Dataset excerpts:
┄┄┄┄┄┄┄┄┄┄┄┄┄┄┄┄┄┄┄┄

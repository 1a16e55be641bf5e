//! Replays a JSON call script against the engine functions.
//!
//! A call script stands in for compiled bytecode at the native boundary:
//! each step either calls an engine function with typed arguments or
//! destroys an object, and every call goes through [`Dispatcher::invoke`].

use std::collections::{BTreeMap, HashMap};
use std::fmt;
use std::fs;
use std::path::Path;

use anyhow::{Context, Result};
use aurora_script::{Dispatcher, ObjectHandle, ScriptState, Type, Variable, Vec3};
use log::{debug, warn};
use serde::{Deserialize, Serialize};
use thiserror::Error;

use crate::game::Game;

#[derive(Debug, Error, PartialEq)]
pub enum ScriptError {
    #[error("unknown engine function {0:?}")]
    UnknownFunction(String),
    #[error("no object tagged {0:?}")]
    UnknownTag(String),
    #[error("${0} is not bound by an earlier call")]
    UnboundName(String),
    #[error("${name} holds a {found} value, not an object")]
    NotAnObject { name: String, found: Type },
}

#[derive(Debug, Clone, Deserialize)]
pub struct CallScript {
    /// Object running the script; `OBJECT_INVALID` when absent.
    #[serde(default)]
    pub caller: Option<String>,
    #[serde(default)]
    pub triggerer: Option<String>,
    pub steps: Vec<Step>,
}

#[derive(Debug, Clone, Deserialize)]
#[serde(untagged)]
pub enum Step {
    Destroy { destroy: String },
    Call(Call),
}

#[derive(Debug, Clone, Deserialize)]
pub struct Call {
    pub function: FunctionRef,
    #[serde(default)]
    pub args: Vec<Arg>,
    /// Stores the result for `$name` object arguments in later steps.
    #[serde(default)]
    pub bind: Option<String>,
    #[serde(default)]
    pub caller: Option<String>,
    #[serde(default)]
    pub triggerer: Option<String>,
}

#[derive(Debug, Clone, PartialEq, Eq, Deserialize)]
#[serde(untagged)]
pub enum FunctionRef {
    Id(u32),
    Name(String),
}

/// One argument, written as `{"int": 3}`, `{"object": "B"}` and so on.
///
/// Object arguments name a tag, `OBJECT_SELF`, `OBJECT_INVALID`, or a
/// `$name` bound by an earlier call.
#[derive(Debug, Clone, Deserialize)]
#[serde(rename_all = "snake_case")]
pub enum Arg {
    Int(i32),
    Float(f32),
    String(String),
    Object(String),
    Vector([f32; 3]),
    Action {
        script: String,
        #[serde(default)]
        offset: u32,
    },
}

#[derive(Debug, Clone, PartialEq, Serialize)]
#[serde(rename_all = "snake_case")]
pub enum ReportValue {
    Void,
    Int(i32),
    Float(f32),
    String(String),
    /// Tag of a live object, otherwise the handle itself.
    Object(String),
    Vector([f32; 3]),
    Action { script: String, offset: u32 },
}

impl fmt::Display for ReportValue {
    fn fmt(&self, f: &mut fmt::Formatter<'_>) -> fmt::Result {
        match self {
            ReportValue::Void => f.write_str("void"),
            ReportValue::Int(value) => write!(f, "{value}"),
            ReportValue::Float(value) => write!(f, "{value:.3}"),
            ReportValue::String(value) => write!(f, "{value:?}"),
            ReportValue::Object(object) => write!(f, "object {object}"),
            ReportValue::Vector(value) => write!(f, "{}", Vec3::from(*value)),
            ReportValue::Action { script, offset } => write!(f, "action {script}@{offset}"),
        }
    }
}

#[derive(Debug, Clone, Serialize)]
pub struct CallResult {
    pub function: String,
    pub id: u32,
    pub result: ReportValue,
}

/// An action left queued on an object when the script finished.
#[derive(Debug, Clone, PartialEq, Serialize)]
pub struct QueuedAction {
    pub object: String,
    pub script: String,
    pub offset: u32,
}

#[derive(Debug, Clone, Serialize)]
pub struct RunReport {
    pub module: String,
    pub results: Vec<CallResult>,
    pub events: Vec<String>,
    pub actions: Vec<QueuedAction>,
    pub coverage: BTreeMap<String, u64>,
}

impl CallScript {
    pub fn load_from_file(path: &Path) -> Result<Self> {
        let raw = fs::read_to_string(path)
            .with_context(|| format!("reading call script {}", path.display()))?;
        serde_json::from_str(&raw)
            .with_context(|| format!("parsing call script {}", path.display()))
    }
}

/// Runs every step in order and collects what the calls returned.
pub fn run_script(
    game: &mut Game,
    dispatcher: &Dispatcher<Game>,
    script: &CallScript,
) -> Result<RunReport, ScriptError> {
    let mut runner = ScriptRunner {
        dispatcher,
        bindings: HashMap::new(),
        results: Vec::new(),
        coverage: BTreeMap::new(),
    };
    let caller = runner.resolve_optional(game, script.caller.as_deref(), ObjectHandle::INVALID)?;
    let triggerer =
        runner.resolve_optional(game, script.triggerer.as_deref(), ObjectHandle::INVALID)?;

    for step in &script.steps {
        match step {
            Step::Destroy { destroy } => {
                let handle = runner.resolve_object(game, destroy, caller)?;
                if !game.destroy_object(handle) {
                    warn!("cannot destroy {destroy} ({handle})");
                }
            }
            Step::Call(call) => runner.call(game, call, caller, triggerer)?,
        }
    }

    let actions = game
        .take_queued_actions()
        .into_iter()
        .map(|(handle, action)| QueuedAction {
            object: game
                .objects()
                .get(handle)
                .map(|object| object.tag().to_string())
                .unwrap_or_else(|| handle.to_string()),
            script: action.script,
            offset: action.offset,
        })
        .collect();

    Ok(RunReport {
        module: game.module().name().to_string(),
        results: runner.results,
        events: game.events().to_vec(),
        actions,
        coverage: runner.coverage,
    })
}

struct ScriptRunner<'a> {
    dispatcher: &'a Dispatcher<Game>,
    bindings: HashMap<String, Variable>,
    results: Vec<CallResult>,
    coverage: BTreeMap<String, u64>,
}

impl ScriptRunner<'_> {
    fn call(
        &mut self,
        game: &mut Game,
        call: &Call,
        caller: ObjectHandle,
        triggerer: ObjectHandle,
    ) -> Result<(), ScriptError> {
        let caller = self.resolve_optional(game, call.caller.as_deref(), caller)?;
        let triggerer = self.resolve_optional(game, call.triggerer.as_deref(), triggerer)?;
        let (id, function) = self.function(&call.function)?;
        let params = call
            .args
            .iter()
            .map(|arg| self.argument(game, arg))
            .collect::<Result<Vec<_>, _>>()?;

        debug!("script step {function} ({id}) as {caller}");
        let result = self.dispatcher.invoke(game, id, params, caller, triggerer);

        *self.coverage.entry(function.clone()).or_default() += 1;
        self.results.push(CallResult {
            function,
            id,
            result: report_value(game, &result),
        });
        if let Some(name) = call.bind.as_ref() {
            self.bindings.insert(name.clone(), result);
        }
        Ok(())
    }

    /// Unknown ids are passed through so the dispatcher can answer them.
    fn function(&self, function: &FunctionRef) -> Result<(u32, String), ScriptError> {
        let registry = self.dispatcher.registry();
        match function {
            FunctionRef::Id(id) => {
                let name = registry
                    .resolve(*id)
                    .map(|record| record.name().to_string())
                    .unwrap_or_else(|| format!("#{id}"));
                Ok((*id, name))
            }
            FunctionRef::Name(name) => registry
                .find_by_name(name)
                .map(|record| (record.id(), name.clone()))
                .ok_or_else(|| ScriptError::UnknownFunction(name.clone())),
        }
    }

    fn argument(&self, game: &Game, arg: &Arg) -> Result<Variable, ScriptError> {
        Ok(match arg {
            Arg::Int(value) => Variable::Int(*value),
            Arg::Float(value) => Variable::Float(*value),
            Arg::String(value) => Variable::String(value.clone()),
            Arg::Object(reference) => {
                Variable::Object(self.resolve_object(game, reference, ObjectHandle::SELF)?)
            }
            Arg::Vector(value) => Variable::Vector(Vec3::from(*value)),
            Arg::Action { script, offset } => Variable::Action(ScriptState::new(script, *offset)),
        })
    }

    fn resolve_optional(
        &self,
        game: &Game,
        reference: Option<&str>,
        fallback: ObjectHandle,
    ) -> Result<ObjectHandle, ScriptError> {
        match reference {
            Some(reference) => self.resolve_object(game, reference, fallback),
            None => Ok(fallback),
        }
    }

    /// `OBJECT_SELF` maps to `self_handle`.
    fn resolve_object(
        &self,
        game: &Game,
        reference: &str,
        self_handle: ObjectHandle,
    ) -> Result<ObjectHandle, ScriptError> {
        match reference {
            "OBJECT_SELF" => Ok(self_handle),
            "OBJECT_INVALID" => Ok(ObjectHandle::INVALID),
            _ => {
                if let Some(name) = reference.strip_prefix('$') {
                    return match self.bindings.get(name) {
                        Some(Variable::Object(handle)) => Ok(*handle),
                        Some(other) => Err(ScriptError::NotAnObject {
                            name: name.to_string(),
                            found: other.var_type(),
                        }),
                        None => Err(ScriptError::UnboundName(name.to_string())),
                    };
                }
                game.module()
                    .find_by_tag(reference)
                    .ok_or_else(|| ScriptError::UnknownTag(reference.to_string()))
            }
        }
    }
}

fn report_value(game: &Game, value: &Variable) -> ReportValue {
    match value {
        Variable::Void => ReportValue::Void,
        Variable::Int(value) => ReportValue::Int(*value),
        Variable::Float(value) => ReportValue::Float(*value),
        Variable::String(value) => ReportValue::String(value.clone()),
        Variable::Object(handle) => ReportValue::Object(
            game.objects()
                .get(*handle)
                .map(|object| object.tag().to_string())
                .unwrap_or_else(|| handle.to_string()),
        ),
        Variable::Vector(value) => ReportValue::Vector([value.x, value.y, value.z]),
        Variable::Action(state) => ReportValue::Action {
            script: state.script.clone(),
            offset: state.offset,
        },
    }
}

┄┄┄┄┄┄┄┄┄┄┄┄┄┄┄┄┄┄┄┄

### PROBLEM TO WORK ON
If a line above holds the word "found", copy it.

### OUTPUT FOR THIS TASK
    #[error("${name} holds a {found} value, not an object")]
    NotAnObject { name: String, found: Type },
                            found: other.var_type(),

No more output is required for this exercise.